- Work task
When a line below holds the string "nonexistent", show that line.

- Data for the task

impl BufferManager {
    /// Create a buffer manager over the given store and queue.
    pub fn new(
        store: Arc<dyn StoreAdapter + Send + Sync>,
        queue: Arc<dyn QueueAdapter + Send + Sync>,
        config: &BufferConfig,
    ) -> Self {
        Self {
            store,
            queue,
            debounce_timeout: Duration::from_millis(config.debounce_timeout_ms),
        }
    }

    /// Append one inbound item to the conversation's buffer.
    ///
    /// Resets the debounce window. When the buffer reaches `batch_limit`
    /// the whole buffer is flushed immediately; a queue failure on that
    /// path propagates to the caller, with the pre-append buffer still
    /// persisted. Below the limit the buffer is persisted and a delayed
    /// flush-check is scheduled.
    pub async fn buffer_message(
        &self,
        conversation_id: &ConversationId,
        item: BufferedItem,
        batch_limit: usize,
    ) -> Result<(), BurbleError> {
        let mut buffer = self.load(conversation_id).await?.unwrap_or_default();
        buffer.messages.push(item);
        buffer.last_message_at_ms = now_millis();

        if buffer.messages.len() >= batch_limit.max(1) {
            debug!(
                conversation_id = %conversation_id,
                count = buffer.messages.len(),
                "batch limit reached, flushing"
            );
            counter!("burble_flushes_total", "reason" => "batch_limit").increment(1);
            return self.flush(conversation_id, buffer.messages).await;
        }

        self.persist(conversation_id, &buffer).await?;
        self.schedule_flush(conversation_id).await
    }

    /// Re-evaluate the conversation's buffer against the debounce window.
    ///
    /// Missing or empty buffer: no-op. Window elapsed: flush now. Window
    /// still open: enqueue a flush-check delayed by the remaining time
    /// (rounded up to whole seconds) and record the scheduled time on the
    /// buffer for observability.
    ///
    /// A failure to send the delayed check is logged and swallowed -- the
    /// buffer stays persisted, so the next append or the batch limit will
    /// still flush it, just later.
    pub async fn schedule_flush(&self, conversation_id: &ConversationId) -> Result<(), BurbleError> {
        let Some(mut buffer) = self.load(conversation_id).await? else {
            return Ok(());
        };
        if buffer.messages.is_empty() {
            return Ok(());
        }

        let now = now_millis();
        let elapsed_ms = buffer.elapsed_since_last(now);
        let debounce_ms = self.debounce_timeout.as_millis() as u64;

        if elapsed_ms >= debounce_ms {
            debug!(
                conversation_id = %conversation_id,
                elapsed_ms,
                "debounce window elapsed, flushing"
            );
            counter!("burble_flushes_total", "reason" => "debounce").increment(1);
            return self.flush(conversation_id, buffer.messages).await;
        }

        let remaining_ms = debounce_ms - elapsed_ms;
        let delay_seconds = remaining_ms.div_ceil(1000) as u32;
        let check = QueuedBatch::flush_check(conversation_id.clone());

        match self.queue.send(&check, delay_seconds).await {
            Ok(()) => {
                buffer.scheduled_flush_at_ms = Some(now + remaining_ms as i64);
                debug!(
                    conversation_id = %conversation_id,
                    delay_seconds,
                    "flush-check scheduled"
                );
            }
            Err(e) => {
                warn!(
                    conversation_id = %conversation_id,
                    error = %e,
                    "failed to schedule flush-check, buffer will flush on next append"
                );
                buffer.scheduled_flush_at_ms = None;
            }
        }

        // Metadata write only; the messages themselves are already persisted.
        if let Err(e) = self.persist(conversation_id, &buffer).await {
            warn!(
                conversation_id = %conversation_id,
                error = %e,
                "failed to record scheduled flush time"
            );
        }
        Ok(())
    }

    /// Unconditionally flush whatever is buffered, regardless of the
    /// debounce window. Used by cleanup paths. No-op when nothing is
    /// buffered.
    pub async fn flush_buffer(&self, conversation_id: &ConversationId) -> Result<(), BurbleError> {
        let Some(buffer) = self.load(conversation_id).await? else {
            return Ok(());
        };
        if buffer.messages.is_empty() {
            // Present-but-empty record: drop the key, nothing to enqueue.
            return self.store.delete(&conversation_id.buffer_key()).await;
        }
        counter!("burble_flushes_total", "reason" => "manual").increment(1);
        self.flush(conversation_id, buffer.messages).await
    }

    /// Enqueue the items as an immediate batch, then delete the buffer key.
    ///
    /// Send failures propagate with the buffer still persisted. A crash
    /// between the send and the delete leaves the buffer behind and the
    /// batch in flight -- redelivered work, never lost work.
    async fn flush(
        &self,
        conversation_id: &ConversationId,
        items: Vec<BufferedItem>,
    ) -> Result<(), BurbleError> {
        let count = items.len();
        let batch = QueuedBatch {
            conversation_id: conversation_id.clone(),
            items,
        };
        self.queue.send(&batch, 0).await?;
        self.store.delete(&conversation_id.buffer_key()).await?;
        debug!(conversation_id = %conversation_id, count, "buffer flushed");
        Ok(())
    }

    async fn load(
        &self,
        conversation_id: &ConversationId,
    ) -> Result<Option<ConversationBuffer>, BurbleError> {
        match self.store.get(&conversation_id.buffer_key()).await? {
            Some(raw) => Ok(Some(serde_json::from_str(&raw)?)),
            None => Ok(None),
        }
    }

    async fn persist(
        &self,
        conversation_id: &ConversationId,
        buffer: &ConversationBuffer,
    ) -> Result<(), BurbleError> {
        let raw = serde_json::to_string(buffer)?;
        self.store.put(&conversation_id.buffer_key(), &raw).await
    }
}
// SPDX-FileCopyrightText: 2026 Burble Contributors
// SPDX-License-Identifier: MIT OR Apache-2.0

//! `burble doctor` command implementation.
//!
//! Runs diagnostic checks against the Burble environment to identify
//! configuration issues, database problems, and queue backlog.

use std::io::IsTerminal;
use std::time::{Duration, Instant};

use burble_config::model::BurbleConfig;
use burble_core::BurbleError;

/// Status of a diagnostic check.
#[derive(Debug, Clone, PartialEq, Eq)]
pub enum CheckStatus {
    /// Check passed successfully.
    Pass,
    /// Check passed with a warning.
    Warn,
    /// Check failed.
    Fail,
}

/// Result of a single diagnostic check.
#[derive(Debug, Clone)]
pub struct CheckResult {
    /// Name of the check.
    pub name: String,
    /// Check status.
    pub status: CheckStatus,
    /// Human-readable message.
    pub message: String,
    /// Duration the check took.
    pub duration: Duration,
}

/// Run the `burble doctor` command.
///
/// Runs quick diagnostic checks. With `--deep`, runs additional intensive
/// checks. With `--plain`, disables colored output.
pub async fn run_doctor(
    config: &BurbleConfig,
    deep: bool,
    plain: bool,
) -> Result<(), BurbleError> {
    let use_color = !plain && std::io::stdout().is_terminal();
    let mut results = Vec::new();

    // Quick checks (always run)
    results.push(check_config().await);
    results.push(check_database(&config.storage.database_path).await);
    results.push(check_queue(&config.storage.database_path).await);

    // Deep checks (only with --deep)
    if deep {
        results.push(check_db_integrity(&config.storage.database_path).await);
    }

    // Print results
    println!();
    println!("  burble doctor");
    println!("  {}", "-".repeat(50));

    let mut fail_count = 0;
    let mut warn_count = 0;

    for result in &results {
        let duration_ms = result.duration.as_millis();
        let line;

        match result.status {
            CheckStatus::Pass => {
                if use_color {
                    use colored::Colorize;
                    let symbol = "✓".green().to_string();
                    line = format!(
                        "    {symbol} {:<16} {} ({duration_ms}ms)",
                        result.name, result.message
                    );
                } else {
                    line = format!(
                        "    [OK]   {:<16} {} ({duration_ms}ms)",
                        result.name, result.message
                    );
                }
            }
            CheckStatus::Warn => {
                warn_count += 1;
                if use_color {
                    use colored::Colorize;
                    let symbol = "!".yellow().to_string();
                    line = format!(
                        "    {symbol} {:<16} {} ({duration_ms}ms)",
                        result.name,
                        result.message.yellow()
                    );
                } else {
                    line = format!(
                        "    [WARN] {:<16} {} ({duration_ms}ms)",
                        result.name, result.message
                    );
                }
            }
            CheckStatus::Fail => {
                fail_count += 1;
                if use_color {
                    use colored::Colorize;
                    let symbol = "✗".red().to_string();
                    line = format!(
                        "    {symbol} {:<16} {} ({duration_ms}ms)",
                        result.name,
                        result.message.red()
                    );
                } else {
                    line = format!(
                        "    [FAIL] {:<16} {} ({duration_ms}ms)",
                        result.name, result.message
                    );
                }
            }
        }

        println!("{line}");
    }

    println!();

    if fail_count > 0 || warn_count > 0 {
        let issues = fail_count + warn_count;
        let issue_word = if issues == 1 { "issue" } else { "issues" };
        println!("  {issues} {issue_word} found.");
        if !deep {
            println!("  Run with --deep for detailed diagnostics.");
        }
    } else {
        println!("  All checks passed.");
    }

    println!();

    Ok(())
}

/// Check configuration loads without errors.
async fn check_config() -> CheckResult {
    let start = Instant::now();
    match burble_config::load_and_validate() {
        Ok(_) => CheckResult {
            name: "Configuration".to_string(),
            status: CheckStatus::Pass,
            message: "valid".to_string(),
            duration: start.elapsed(),
        },
        Err(errors) => CheckResult {
            name: "Configuration".to_string(),
            status: CheckStatus::Fail,
            message: format!("{} error(s)", errors.len()),
            duration: start.elapsed(),
        },
    }
}

/// Check database file exists and can be opened.
async fn check_database(db_path: &str) -> CheckResult {
    let start = Instant::now();
    let path = std::path::Path::new(db_path);

    if !path.exists() {
        return CheckResult {
            name: "Database".to_string(),
            status: CheckStatus::Warn,
            message: format!("not found: {db_path} (will be created on first run)"),
            duration: start.elapsed(),
        };
    }

    match rusqlite::Connection::open(db_path) {
        Ok(conn) => match conn.query_row("SELECT 1", [], |row| row.get::<_, i64>(0)) {
            Ok(_) => CheckResult {
                name: "Database".to_string(),
                status: CheckStatus::Pass,
                message: "opens and responds".to_string(),
                duration: start.elapsed(),
            },
            Err(e) => CheckResult {
                name: "Database".to_string(),
                status: CheckStatus::Fail,
                message: format!("query failed: {e}"),
                duration: start.elapsed(),
            },
        },
        Err(e) => CheckResult {
            name: "Database".to_string(),
            status: CheckStatus::Fail,
            message: format!("cannot open: {e}"),
            duration: start.elapsed(),
        },
    }
}

/// Check queue backlog and dead-letter count.
async fn check_queue(db_path: &str) -> CheckResult {
    let start = Instant::now();

    if !std::path::Path::new(db_path).exists() {
        return CheckResult {
            name: "Queue".to_string(),
            status: CheckStatus::Warn,
            message: "database not found".to_string(),
            duration: start.elapsed(),
        };
    }

    let counts = rusqlite::Connection::open(db_path).and_then(|conn| {
        conn.query_row(
            "SELECT
                 COUNT(*) FILTER (WHERE status IN ('pending', 'processing')),
                 COUNT(*) FILTER (WHERE status = 'dead')
             FROM queue",
            [],
            |row| Ok((row.get::<_, i64>(0)?, row.get::<_, i64>(1)?)),
        )
    });

    match counts {
        Ok((backlog, dead)) if dead > 0 => CheckResult {
            name: "Queue".to_string(),
            status: CheckStatus::Warn,
            message: format!("{backlog} in flight, {dead} dead-lettered"),
            duration: start.elapsed(),
        },
        Ok((backlog, _)) => CheckResult {
            name: "Queue".to_string(),
            status: CheckStatus::Pass,
            message: format!("{backlog} in flight"),
            duration: start.elapsed(),
        },
        Err(e) => CheckResult {
            name: "Queue".to_string(),
            status: CheckStatus::Fail,
            message: format!("cannot inspect: {e}"),
            duration: start.elapsed(),
        },
    }
}

/// Deep check: run SQLite's integrity check.
async fn check_db_integrity(db_path: &str) -> CheckResult {
    let start = Instant::now();

    if !std::path::Path::new(db_path).exists() {
        return CheckResult {
            name: "Integrity".to_string(),
            status: CheckStatus::Warn,
            message: "database not found".to_string(),
            duration: start.elapsed(),
        };
    }

    let verdict = rusqlite::Connection::open(db_path).and_then(|conn| {
        conn.query_row("PRAGMA integrity_check", [], |row| row.get::<_, String>(0))
    });

    match verdict {
        Ok(v) if v == "ok" => CheckResult {
            name: "Integrity".to_string(),
            status: CheckStatus::Pass,
            message: "ok".to_string(),
            duration: start.elapsed(),
        },
        Ok(v) => CheckResult {
            name: "Integrity".to_string(),
            status: CheckStatus::Fail,
            message: v,
            duration: start.elapsed(),
        },
        Err(e) => CheckResult {
            name: "Integrity".to_string(),
            status: CheckStatus::Fail,
            message: format!("check failed: {e}"),
            duration: start.elapsed(),
        },
    }
}

#[cfg(test)]
mod tests {
    use super::*;

    #[tokio::test]
    async fn missing_database_warns_instead_of_failing() {
        let result = check_database("/nonexistent/burble.db").await;
        assert_eq!(result.status, CheckStatus::Warn);
    }

    #[tokio::test]
    async fn missing_queue_database_warns() {
        let result = check_queue("/nonexistent/burble.db").await;
        assert_eq!(result.status, CheckStatus::Warn);
    }

    #[tokio::test]
    async fn config_check_passes_with_defaults() {
        let result = check_config().await;
        assert_eq!(result.status, CheckStatus::Pass);
    }
}
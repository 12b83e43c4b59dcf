// SPDX-FileCopyrightText: 2026 Burble Contributors
// SPDX-License-Identifier: MIT OR Apache-2.0

//! Test utilities for Burble integration tests.
//!
//! Provides mock adapters for fast, deterministic, CI-runnable tests
//! without external services.
//!
//! # Components
//!
//! - [`MemoryStore`] - In-memory key-value store with failure injection
//! - [`MockQueue`] - Recording delayed queue with manual delivery control
//! - [`RecordingProcessor`] - Batch processor with fail/hold test hooks

pub mod mock_processor;
pub mod mock_queue;
pub mod mock_store;

pub use mock_processor::{ProcessedBatch, RecordingProcessor};
pub use mock_queue::{MockQueue, SentMessage};
pub use mock_store::MemoryStore;
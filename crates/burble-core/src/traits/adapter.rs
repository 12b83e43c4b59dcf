// SPDX-FileCopyrightText: 2026 Burble Contributors
// SPDX-License-Identifier: MIT OR Apache-2.0

//! Base adapter trait that all pluggable backends must implement.

use async_trait::async_trait;

use crate::error::BurbleError;
use crate::types::{AdapterType, HealthStatus};

/// The base trait for all Burble backend adapters.
///
/// Every adapter (store, queue) must implement this trait, which provides
/// identity, lifecycle, and health check capabilities.
#[async_trait]
pub trait PluginAdapter: Send + Sync + 'static {
    /// Returns the human-readable name of this adapter instance.
    fn name(&self) -> &str;

    /// Returns the semantic version of this adapter.
    fn version(&self) -> semver::Version;

    /// Returns the type of adapter (store, queue, processor).
    fn adapter_type(&self) -> AdapterType;

    /// Performs a health check and returns the adapter's current status.
    async fn health_check(&self) -> Result<HealthStatus, BurbleError>;

    /// Gracefully shuts down the adapter, releasing any held resources.
    async fn shutdown(&self) -> Result<(), BurbleError>;
}
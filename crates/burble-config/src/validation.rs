// SPDX-FileCopyrightText: 2026 Burble Contributors
// SPDX-License-Identifier: MIT OR Apache-2.0

//! Post-deserialization validation for configuration values.
//!
//! Validates semantic constraints that cannot be expressed via serde
//! attributes, such as non-empty paths, non-zero limits, and the relative
//! ordering of the retry delays.

use crate::diagnostic::ConfigError;
use crate::model::BurbleConfig;

/// Validate a deserialized configuration for semantic correctness.
///
/// Returns `Ok(())` if all validations pass, or `Err(Vec<ConfigError>)` with
/// all collected validation errors (does not fail fast).
pub fn validate_config(config: &BurbleConfig) -> Result<(), Vec<ConfigError>> {
    let mut errors = Vec::new();

    // Validate database_path is not empty
    if config.storage.database_path.trim().is_empty() {
        errors.push(ConfigError::Validation {
            message: "storage.database_path must not be empty".to_string(),
        });
    }

    // Validate batch_limit: zero would flush every append before buffering
    if config.buffer.batch_limit == 0 {
        errors.push(ConfigError::Validation {
            message: "buffer.batch_limit must be at least 1".to_string(),
        });
    }

    // Validate debounce window is meaningful
    if config.buffer.debounce_timeout_ms < 100 {
        errors.push(ConfigError::Validation {
            message: format!(
                "buffer.debounce_timeout_ms must be at least 100, got {}",
                config.buffer.debounce_timeout_ms
            ),
        });
    }

    // Validate retry delays: contention backoff must not exceed the error
    // backoff, and neither may be zero (a zero delay busy-loops redelivery).
    if config.consumer.contention_retry_secs == 0 {
        errors.push(ConfigError::Validation {
            message: "consumer.contention_retry_secs must be at least 1".to_string(),
        });
    }

    if config.consumer.error_retry_secs < config.consumer.contention_retry_secs {
        errors.push(ConfigError::Validation {
            message: format!(
                "consumer.error_retry_secs ({}) must not be less than consumer.contention_retry_secs ({})",
                config.consumer.error_retry_secs, config.consumer.contention_retry_secs
            ),
        });
    }

    // Validate lock staleness threshold
    if config.consumer.lock_staleness_secs == 0 {
        errors.push(ConfigError::Validation {
            message: "consumer.lock_staleness_secs must be at least 1".to_string(),
        });
    }

    // Validate pump settings
    if config.consumer.receive_batch_size == 0 {
        errors.push(ConfigError::Validation {
            message: "consumer.receive_batch_size must be at least 1".to_string(),
        });
    }

    if config.consumer.poll_interval_ms == 0 {
        errors.push(ConfigError::Validation {
            message: "consumer.poll_interval_ms must be at least 1".to_string(),
        });
    }

    if errors.is_empty() {
        Ok(())
    } else {
        Err(errors)
    }
}
// SPDX-FileCopyrightText: 2026 Burble Contributors
// SPDX-License-Identifier: MIT OR Apache-2.0

//! In-memory key-value store for deterministic testing.
//!
//! `MemoryStore` implements `StoreAdapter` over a HashMap and supports
//! injecting put/delete failures to exercise the pipeline's degraded paths.

use std::collections::HashMap;
use std::sync::atomic::{AtomicBool, Ordering};

use async_trait::async_trait;
use tokio::sync::Mutex;

use burble_core::types::{AdapterType, HealthStatus};
use burble_core::{BurbleError, PluginAdapter, StoreAdapter};

/// A mock durable key-value store for testing.
pub struct MemoryStore {
    entries: Mutex<HashMap<String, String>>,
    fail_puts: AtomicBool,
    fail_deletes: AtomicBool,
}

impl MemoryStore {
    /// Create an empty store.
    pub fn new() -> Self {
        Self {
            entries: Mutex::new(HashMap::new()),
            fail_puts: AtomicBool::new(false),
            fail_deletes: AtomicBool::new(false),
        }
    }

    /// Make all subsequent `put` calls fail until disabled.
    pub fn fail_puts(&self, fail: bool) {
        self.fail_puts.store(fail, Ordering::SeqCst);
    }

    /// Make all subsequent `delete` calls fail until disabled.
    pub fn fail_deletes(&self, fail: bool) {
        self.fail_deletes.store(fail, Ordering::SeqCst);
    }

    /// Whether a key is currently present.
    pub async fn contains_key(&self, key: &str) -> bool {
        self.entries.lock().await.contains_key(key)
    }

    /// Snapshot of all entries, for assertions.
    pub async fn snapshot(&self) -> HashMap<String, String> {
        self.entries.lock().await.clone()
    }
}

impl Default for MemoryStore {
    fn default() -> Self {
        Self::new()
    }
}

#[async_trait]
impl PluginAdapter for MemoryStore {
    fn name(&self) -> &str {
        "memory-store"
    }

    fn version(&self) -> semver::Version {
        semver::Version::new(0, 1, 0)
    }

    fn adapter_type(&self) -> AdapterType {
        AdapterType::Store
    }

    async fn health_check(&self) -> Result<HealthStatus, BurbleError> {
        Ok(HealthStatus::Healthy)
    }

    async fn shutdown(&self) -> Result<(), BurbleError> {
        Ok(())
    }
}

#[async_trait]
impl StoreAdapter for MemoryStore {
    async fn get(&self, key: &str) -> Result<Option<String>, BurbleError> {
        Ok(self.entries.lock().await.get(key).cloned())
    }

    async fn put(&self, key: &str, value: &str) -> Result<(), BurbleError> {
        if self.fail_puts.load(Ordering::SeqCst) {
            return Err(BurbleError::Store {
                source: "injected put failure".into(),
            });
        }
        self.entries
            .lock()
            .await
            .insert(key.to_string(), value.to_string());
        Ok(())
    }

    async fn delete(&self, key: &str) -> Result<(), BurbleError> {
        if self.fail_deletes.load(Ordering::SeqCst) {
            return Err(BurbleError::Store {
                source: "injected delete failure".into(),
            });
        }
        self.entries.lock().await.remove(key);
        Ok(())
    }
}
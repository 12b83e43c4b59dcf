// SPDX-FileCopyrightText: 2026 Burble Contributors
// SPDX-License-Identifier: MIT OR Apache-2.0

//! Adapter trait definitions for the Burble backend boundaries.
//!
//! Store and queue adapters extend the [`PluginAdapter`] base trait and use
//! `#[async_trait]` for dynamic dispatch compatibility. The processing
//! callback is a plain trait: it is an external collaborator, not a managed
//! backend.

pub mod adapter;
pub mod processor;
pub mod queue;
pub mod store;

// Re-export all traits at the traits module level for convenience.
pub use adapter::PluginAdapter;
pub use processor::BatchProcessor;
pub use queue::QueueAdapter;
pub use store::StoreAdapter;
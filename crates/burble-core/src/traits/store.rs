// SPDX-FileCopyrightText: 2026 Burble Contributors
// SPDX-License-Identifier: MIT OR Apache-2.0

//! Durable key-value store adapter trait.

use async_trait::async_trait;

use crate::error::BurbleError;
use crate::traits::adapter::PluginAdapter;

/// Adapter for the durable key-value store backing buffers and locks.
///
/// The contract is deliberately minimal: get/put/delete by key, values are
/// JSON strings, no transactions and no conditional writes. The pipeline is
/// designed around that surface -- buffer updates are last-writer-wins and
/// the processing lock is acquired with an unconditional put -- so any plain
/// KV backend qualifies.
#[async_trait]
pub trait StoreAdapter: PluginAdapter {
    /// Reads the value at `key`, or `None` if the key is absent.
    async fn get(&self, key: &str) -> Result<Option<String>, BurbleError>;

    /// Writes `value` at `key`, replacing any existing value.
    async fn put(&self, key: &str, value: &str) -> Result<(), BurbleError>;

    /// Removes `key`. Deleting an absent key is not an error.
    async fn delete(&self, key: &str) -> Result<(), BurbleError>;
}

- Completed exercise
        let result = check_database("/nonexistent/burble.db").await;
        let result = check_queue("/nonexistent/burble.db").await;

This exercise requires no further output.